REQUIRED ACTION » Please return all lines of the data below containing the string "added".

###

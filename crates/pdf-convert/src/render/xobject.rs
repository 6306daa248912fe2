//! Image XObjects for assembled pages
//!
//! Encoding happens off the document so it can run on the worker pool; the
//! finished streams are then added to the output document in page order.

use lopdf::{Dictionary, Document, Object, ObjectId, Stream};

use crate::codec::{self, JpegFrame};
use crate::constants::EMBED_JPEG_QUALITY;
use crate::types::{EmbedKind, Result, SourceImage};

/// An encoded image ready to be added to a document
#[derive(Debug)]
pub struct ImageXObject {
    image: Stream,
    smask: Option<Stream>,
    width: u32,
    height: u32,
}

impl ImageXObject {
    /// Encode `image` according to its embed kind.
    ///
    /// - JPEG sources with one or three components are passed through as is
    /// - PNG and WebP sources are stored losslessly, alpha in a soft mask
    /// - everything else is re-encoded as JPEG
    pub fn encode(image: &SourceImage, kind: EmbedKind) -> Result<Self> {
        match kind {
            EmbedKind::Jpeg => match codec::jpeg_frame(image.bytes()) {
                Some(frame) if can_pass_through(&frame) => {
                    Ok(Self::jpeg_passthrough(image, frame))
                }
                other => {
                    log::debug!("{}: JPEG frame {:?}, re-encoding", image.name(), other);
                    Self::lossy(image)
                }
            },
            EmbedKind::Png | EmbedKind::Webp => Self::lossless(image),
            EmbedKind::LossyFallback => Self::lossy(image),
        }
    }

    /// The stream's own frame header decides `/Width` and `/Height`
    fn jpeg_passthrough(image: &SourceImage, frame: JpegFrame) -> Self {
        if let Some(declared) = image.dimensions() {
            if (declared.width, declared.height) != (frame.width, frame.height) {
                log::warn!(
                    "{}: declared {}x{} but the JPEG frame is {}x{}",
                    image.name(),
                    declared.width,
                    declared.height,
                    frame.width,
                    frame.height
                );
            }
        }

        let color_space = if frame.components == 1 {
            "DeviceGray"
        } else {
            "DeviceRGB"
        };
        let dict = image_dict(frame.width, frame.height, color_space, Some("DCTDecode"));
        Self {
            image: Stream::new(dict, image.bytes().to_vec()).with_compression(false),
            smask: None,
            width: frame.width,
            height: frame.height,
        }
    }

    fn lossless(image: &SourceImage) -> Result<Self> {
        let decoded = codec::decode(image)?;
        let (width, height) = (decoded.width(), decoded.height());

        let smask = if decoded.color().has_alpha() {
            let alpha: Vec<u8> = decoded.to_rgba8().pixels().map(|p| p[3]).collect();
            // Fully opaque images do not need a mask
            if alpha.iter().all(|&a| a == 255) {
                None
            } else {
                let dict = image_dict(width, height, "DeviceGray", None);
                Some(flate_stream(dict, alpha)?)
            }
        } else {
            None
        };

        let rgb = decoded.to_rgb8().into_raw();
        Ok(Self {
            image: flate_stream(image_dict(width, height, "DeviceRGB", None), rgb)?,
            smask,
            width,
            height,
        })
    }

    fn lossy(image: &SourceImage) -> Result<Self> {
        let decoded = codec::decode(image)?;
        let rgb = codec::flatten(&decoded);
        let (width, height) = rgb.dimensions();
        let jpeg = codec::encode_jpeg(&rgb, EMBED_JPEG_QUALITY)?;
        let dict = image_dict(width, height, "DeviceRGB", Some("DCTDecode"));
        Ok(Self {
            image: Stream::new(dict, jpeg).with_compression(false),
            smask: None,
            width,
            height,
        })
    }

    pub fn width(&self) -> u32 {
        self.width
    }

    pub fn height(&self) -> u32 {
        self.height
    }

    pub fn has_soft_mask(&self) -> bool {
        self.smask.is_some()
    }

    /// Add the image (and its mask) to `doc`, returning the image's id
    pub fn add_to(self, doc: &mut Document) -> ObjectId {
        let mut image = self.image;
        if let Some(smask) = self.smask {
            let smask_id = doc.add_object(smask);
            image.dict.set("SMask", Object::Reference(smask_id));
        }
        doc.add_object(image)
    }
}

/// DCT streams are kept only for gray or RGB frames with a known size
fn can_pass_through(frame: &JpegFrame) -> bool {
    matches!(frame.components, 1 | 3) && frame.width > 0 && frame.height > 0
}

fn image_dict(width: u32, height: u32, color_space: &str, filter: Option<&str>) -> Dictionary {
    let mut dict = Dictionary::new();
    dict.set("Type", Object::Name(b"XObject".to_vec()));
    dict.set("Subtype", Object::Name(b"Image".to_vec()));
    dict.set("Width", Object::Integer(width as i64));
    dict.set("Height", Object::Integer(height as i64));
    dict.set("ColorSpace", Object::Name(color_space.as_bytes().to_vec()));
    dict.set("BitsPerComponent", Object::Integer(8));
    if let Some(filter) = filter {
        dict.set("Filter", Object::Name(filter.as_bytes().to_vec()));
    }
    dict
}

fn flate_stream(dict: Dictionary, raw: Vec<u8>) -> Result<Stream> {
    let mut stream = Stream::new(dict, raw);
    stream.compress()?;
    Ok(stream)
}

#[cfg(test)]
mod tests {
    use super::*;
    use image::{DynamicImage, ImageFormat, Rgba, RgbaImage};
    use std::io::Cursor;

    fn encoded(image: DynamicImage, format: ImageFormat) -> Vec<u8> {
        let mut bytes = Vec::new();
        image.write_to(&mut Cursor::new(&mut bytes), format).unwrap();
        bytes
    }

    fn dict_size(xobject: &ImageXObject) -> (i64, i64) {
        let dict = &xobject.image.dict;
        (
            dict.get(b"Width").unwrap().as_i64().unwrap(),
            dict.get(b"Height").unwrap().as_i64().unwrap(),
        )
    }

    #[test]
    fn test_passthrough_size_comes_from_frame() {
        let bytes = encoded(DynamicImage::new_rgb8(40, 20), ImageFormat::Jpeg);
        let image = SourceImage::new("a.jpg", "image/jpeg", bytes.clone())
            .with_dimensions(20, 40);

        let xobject = ImageXObject::encode(&image, EmbedKind::Jpeg).unwrap();
        assert_eq!((xobject.width(), xobject.height()), (40, 20));
        assert_eq!(dict_size(&xobject), (40, 20));
        assert_eq!(xobject.image.content, bytes);
    }

    #[test]
    fn test_soft_mask_only_for_real_transparency() {
        let mut rgba = RgbaImage::from_pixel(4, 4, Rgba([10, 20, 30, 255]));
        let opaque = SourceImage::new(
            "opaque.png",
            "image/png",
            encoded(DynamicImage::ImageRgba8(rgba.clone()), ImageFormat::Png),
        );
        let xobject = ImageXObject::encode(&opaque, EmbedKind::Png).unwrap();
        assert!(!xobject.has_soft_mask());

        rgba.put_pixel(0, 0, Rgba([0, 0, 0, 0]));
        let clear = SourceImage::new(
            "clear.png",
            "image/png",
            encoded(DynamicImage::ImageRgba8(rgba), ImageFormat::Png),
        );
        let xobject = ImageXObject::encode(&clear, EmbedKind::Png).unwrap();
        assert!(xobject.has_soft_mask());
        assert_eq!(dict_size(&xobject), (4, 4));
    }
}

###

RESULT FOR THIS TASK »
//! finished streams are then added to the output document in page order.
/// An encoded image ready to be added to a document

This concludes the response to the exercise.